Я смотрю по сторонам, наблюдая, как парочки делятся друг с другом глобальными идеями, записывая их на крошечных салфеточках для коктейлей и обмениваясь этими квадратиками. У той сердце нараспашку, а у того шикарный пиджак. Трудно найти второе такое место, где бокал вина стоит шестнадцать долларов, освещение неярко, а у мужчин галстуки сплошь от «Феррогамо»… Ну, и иногда — от «Зенья». Но только если они в костюмах, ибо галстуки «Зенья» — для костюмов. Впрочем, вы это и так знали, я-то ведь знала об этом. Ну хорошо, не знали.

Тут подходит приятель девушки, на которую мистер Выпендрежник пытается произвести впечатление, дотрагивается до ее спины и обменивается поцелуем. Выпендрежник не теряется.

— Могу я предложить выпить вам обоим?

Он заглядывает в глаза бойфренда так восторженно, словно тот в пятый раз подряд завоевал в регате золотой приз.

— Нет, спасибо, — отзывается бойфренд тоном, в котором слышится: «На яхте, а не на лодке, ты, ничтожество!»
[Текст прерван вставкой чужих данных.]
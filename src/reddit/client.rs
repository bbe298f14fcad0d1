use async_trait::async_trait;
use serde_json::Value;

use crate::config::Config;
use crate::error::AppError;

/// Read queries against the Reddit API.
///
/// Abstracted as a trait so handlers can be tested against a stub upstream.
#[async_trait]
pub trait RedditApi: Send + Sync {
    /// Profile info for the authenticated account.
    async fn me(&self) -> Result<Value, AppError>;

    /// Account search, sorted by relevance.
    async fn search_users(&self, query: &str) -> Result<Value, AppError>;

    /// Community search, sorted by relevance.
    async fn search_subreddits(&self, query: &str) -> Result<Value, AppError>;

    /// Public post search, sorted by newest first. Does not require a token.
    async fn search_posts(&self, query: &str) -> Result<Value, AppError>;

    /// Comment tree for a post permalink. Does not require a token.
    async fn comments(&self, permalink: &str) -> Result<Value, AppError>;
}

/// Build the shared outbound HTTP client.
///
/// The client carries the mandated user agent on every request and, when a
/// forward proxy is configured, routes all traffic through it.
pub fn build_http_client(config: &Config) -> Result<reqwest::Client, AppError> {
    let mut builder = reqwest::Client::builder().user_agent(config.user_agent());

    if let Some(proxy) = &config.proxy {
        let proxy = reqwest::Proxy::all(proxy.url())
            .map_err(|e| AppError::Config(format!("invalid proxy target: {e}")))?;
        builder = builder.proxy(proxy);
    }

    builder
        .build()
        .map_err(|e| AppError::Config(format!("failed to build HTTP client: {e}")))
}

/// Reqwest-backed implementation of [`RedditApi`].
///
/// Each method issues exactly one request; no retries, no caching. A non-200
/// status becomes [`AppError::UpstreamStatus`] carrying the response body.
pub struct RedditHttpClient {
    http: reqwest::Client,
    oauth_url: String,
    base_url: String,
    access_token: String,
    user_search_limit: u32,
    subreddit_search_limit: u32,
    post_search_limit: u32,
}

impl RedditHttpClient {
    pub fn new(http: reqwest::Client, config: &Config, access_token: String) -> Self {
        Self {
            http,
            oauth_url: config.reddit_oauth_url.trim_end_matches('/').to_string(),
            base_url: config.reddit_base_url.trim_end_matches('/').to_string(),
            access_token,
            user_search_limit: config.user_search_limit,
            subreddit_search_limit: config.subreddit_search_limit,
            post_search_limit: config.post_search_limit,
        }
    }

    async fn get_json(
        &self,
        url: String,
        query: &[(&str, String)],
        bearer: bool,
    ) -> Result<Value, AppError> {
        let mut request = self.http.get(&url).query(query);
        if bearer {
            request = request.bearer_auth(&self.access_token);
        }

        let response = request
            .send()
            .await
            .map_err(|e| AppError::Transport(format!("request to {url} failed: {e}")))?;

        let status = response.status();
        if status != reqwest::StatusCode::OK {
            let body = response.text().await.unwrap_or_default();
            return Err(AppError::UpstreamStatus {
                status: status.as_u16(),
                body,
            });
        }

        response
            .json()
            .await
            .map_err(|e| AppError::Transport(format!("malformed body from {url}: {e}")))
    }
}

#[async_trait]
impl RedditApi for RedditHttpClient {
    async fn me(&self) -> Result<Value, AppError> {
        self.get_json(format!("{}/api/v1/me", self.oauth_url), &[], true)
            .await
    }

    async fn search_users(&self, query: &str) -> Result<Value, AppError> {
        self.get_json(
            format!("{}/users/search", self.oauth_url),
            &[
                ("q", query.to_string()),
                ("limit", self.user_search_limit.to_string()),
                ("sort", "relevance".to_string()),
            ],
            true,
        )
        .await
    }

    async fn search_subreddits(&self, query: &str) -> Result<Value, AppError> {
        self.get_json(
            format!("{}/subreddits/search", self.oauth_url),
            &[
                ("q", query.to_string()),
                ("limit", self.subreddit_search_limit.to_string()),
                ("sort", "relevance".to_string()),
            ],
            true,
        )
        .await
    }

    async fn search_posts(&self, query: &str) -> Result<Value, AppError> {
        self.get_json(
            format!("{}/search.json", self.base_url),
            &[
                ("q", query.to_string()),
                ("limit", self.post_search_limit.to_string()),
                ("sort", "new".to_string()),
            ],
            false,
        )
        .await
    }

    async fn comments(&self, permalink: &str) -> Result<Value, AppError> {
        self.get_json(
            format!("{}/{}.json", self.base_url, permalink.trim_matches('/')),
            &[("raw_json", "1".to_string())],
            false,
        )
        .await
    }
}
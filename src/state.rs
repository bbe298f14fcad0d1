use std::sync::Arc;

use crate::db::archive::ArchiveStore;
use crate::reddit::client::RedditApi;

/// Shared application state, created once at startup and injected into every
/// handler. Both handles are read-only after construction, so no
/// synchronization beyond `Arc` sharing is needed.
#[derive(Clone)]
pub struct AppState {
    pub reddit: Arc<dyn RedditApi>,
    pub archive: Arc<dyn ArchiveStore>,
}
use std::sync::Arc;

use snoovault::api::router::router;
use snoovault::config::Config;
use snoovault::db::archive::{self, MongoArchiveStore};
use snoovault::error::AppError;
use snoovault::reddit::auth::fetch_access_token;
use snoovault::reddit::client::{build_http_client, RedditHttpClient};
use snoovault::state::AppState;

#[tokio::main]
async fn main() {
    dotenvy::dotenv().ok();

    tracing_subscriber::fmt()
        .with_env_filter(
            tracing_subscriber::EnvFilter::try_from_default_env()
                .unwrap_or_else(|_| "snoovault=info,tower_http=info".into()),
        )
        .init();

    if let Err(err) = run().await {
        tracing::error!("startup failed: {err}");
        std::process::exit(1);
    }
}

async fn run() -> Result<(), AppError> {
    tracing::info!("starting snoovault gateway");

    let config = Config::from_env()?;
    let http = build_http_client(&config)?;

    // Store connection and token acquisition run concurrently.
    let (db, access_token) = tokio::try_join!(
        archive::connect(&config.mongodb_uri, &config.mongodb_db_name),
        fetch_access_token(&http, &config),
    )?;

    tracing::info!(database = %config.mongodb_db_name, "connected to MongoDB");
    tracing::info!("acquired Reddit access token");

    let state = AppState {
        reddit: Arc::new(RedditHttpClient::new(http, &config, access_token)),
        archive: Arc::new(MongoArchiveStore::new(db)),
    };

    let addr = std::net::SocketAddr::from(([0, 0, 0, 0], config.port));
    let listener = tokio::net::TcpListener::bind(addr)
        .await
        .map_err(|e| AppError::Config(format!("cannot bind {addr}: {e}")))?;

    tracing::info!("listening on http://{addr}");
    axum::serve(listener, router(state).into_make_service())
        .await
        .map_err(|e| AppError::Transport(e.to_string()))
}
Итак, у нее есть бойфренд. Да ладно, каждая привлекательная женщина в этом городе с кем-нибудь встречается. Бойфренды — не средство отпугивания чужаков, а аксессуар. Интересно, не завалялся ли где-нибудь бойфренд и моего размера?

— Ой, с ума сойти! — Это ко мне сзади подошли Далей и Александра. Далей взяла за плечи меня и мистера Выпендрежника. — Сразу двое моих замечательных друзей! — Из ее розовых губок вырывается настоящий визг восторга, а потом она всех знакомит и награждает поцелуями.

Мистер Выпендрежник — это, оказывается, Пол Уильямс, брокер из «Меррилл Линч», у которого вообще-то была невеста, просто он о ней забывал упоминать, когда выпьет.